Brown made some extraordinary claims for the international impact of this shiny new Google world. "Think of the monks in Burma. 20 years ago, ten years ago, even five years ago they would have had sentries standing over fax machines to stop information getting into a country - and now, even with a repressive regime like Burma, information cannot be repressed forever, information cannot be suppressed and it comes out of a country." [Except perhaps China, where the great firewall combines with compliance from the likes of Google}

In answer to a question Brown then echoed (thanks to the power of Google perhaps) Blair's claims about Rwanda made in 2001. "If for example Rwanda was happening now, then I do not believe that the world would have been as silent as it was, because people would have known what was happening within the country and people would have been moved to action."

We're sure that will be a massive relief to the people of Darfur.

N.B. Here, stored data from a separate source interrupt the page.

// src/registry.rs
use std::collections::BTreeMap;
use std::sync::RwLock;

use serde::{Deserialize, Serialize};

use crate::core::lock::{lock_rwlock_read, lock_rwlock_write};
use crate::relay::RelayCredentials;

pub type SourceId = u32;

fn default_interval() -> u64 {
    10
}

/// One configured camera.
#[derive(Debug, Clone, PartialEq, Eq, Serialize, Deserialize)]
pub struct Source {
    pub id: SourceId,
    #[serde(default)]
    pub name: String,
    /// `host` or `host:port`; empty means not configured yet.
    #[serde(default)]
    pub address: String,
    #[serde(default = "default_interval")]
    pub interval_secs: u64,
    #[serde(default)]
    pub enabled: bool,
}

impl Source {
    pub fn new(id: SourceId, address: &str, interval_secs: u64) -> Self {
        Self {
            id,
            name: String::new(),
            address: address.to_string(),
            interval_secs,
            enabled: false,
        }
    }

    pub fn enabled(mut self, enabled: bool) -> Self {
        self.enabled = enabled;
        self
    }

    pub fn has_address(&self) -> bool {
        !self.address.trim().is_empty()
    }

    pub fn effective_interval_secs(&self) -> u64 {
        self.interval_secs.max(1)
    }
}

/// Read side of the source store. Each call returns one consistent snapshot.
pub trait SourceRegistry: Send + Sync {
    fn list_sources(&self) -> Vec<Source>;
}

/// Registry kept in memory, seeded from configuration and editable at runtime.
#[derive(Default)]
pub struct MemoryRegistry {
    sources: RwLock<BTreeMap<SourceId, Source>>,
}

impl MemoryRegistry {
    pub fn new() -> Self {
        Self::default()
    }

    pub fn with_sources(sources: impl IntoIterator<Item = Source>) -> Self {
        let registry = Self::new();
        for source in sources {
            registry.upsert(source);
        }
        registry
    }

    /// Adds or replaces the record with the same id. Returns the previous record.
    pub fn upsert(&self, source: Source) -> Option<Source> {
        lock_rwlock_write(&self.sources, "registry.upsert").insert(source.id, source)
    }

    pub fn remove(&self, id: SourceId) -> Option<Source> {
        lock_rwlock_write(&self.sources, "registry.remove").remove(&id)
    }

    pub fn get(&self, id: SourceId) -> Option<Source> {
        lock_rwlock_read(&self.sources, "registry.get").get(&id).cloned()
    }

    pub fn len(&self) -> usize {
        lock_rwlock_read(&self.sources, "registry.len").len()
    }

    pub fn is_empty(&self) -> bool {
        self.len() == 0
    }
}

impl SourceRegistry for MemoryRegistry {
    fn list_sources(&self) -> Vec<Source> {
        lock_rwlock_read(&self.sources, "registry.list")
            .values()
            .cloned()
            .collect()
    }
}

/// Where relay credentials come from. `None` disables uploads only.
pub trait CredentialsProvider: Send + Sync {
    fn relay_credentials(&self) -> Option<RelayCredentials>;
}

pub struct StaticCredentials(Option<RelayCredentials>);

impl StaticCredentials {
    pub fn new(credentials: Option<RelayCredentials>) -> Self {
        Self(credentials)
    }

    pub fn none() -> Self {
        Self(None)
    }
}

impl CredentialsProvider for StaticCredentials {
    fn relay_credentials(&self) -> Option<RelayCredentials> {
        self.0.clone()
    }
}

Brown said there only two markets still to feel the joy of flexibility and free trade - oil, which is still run by cartel Opec, and the food industry hamstrung by high levels of subsidy which "are preventing prices for people that are at a realistic level, and preventing people from producing in countries and continents like Africa".

Brown also made some vague claims for increased technology in the public sector. He said the public sector could empower people by giving them more information on self-medication, although presumably that doesn't include cannabis.

He also talked up the benefits of crime mapping - "for people to map the areas where crime is happening and to be far more aware on a day to day, sometimes hour to hour basis of what is happening in their neighbourhoods."

The smoochfest also heard that Sergei Brin, Larry Page and Eric Schmidt would spend yesterday afternoon considering their response to Microsoft's reopening of negotiations with Yahoo!. The two are believed to be looking at something beyond a partnership, but not a full merger.

Brin - with no apparent sense of irony as leader of a company being investigated for invading the privacy of its users - accused social networks and ad companies of being "creepy" in how they exploit users' information. "Some companies have aggressively pursued a very commercial orientation in a creepy, scary way that kind of scares people," he said, according to the FT.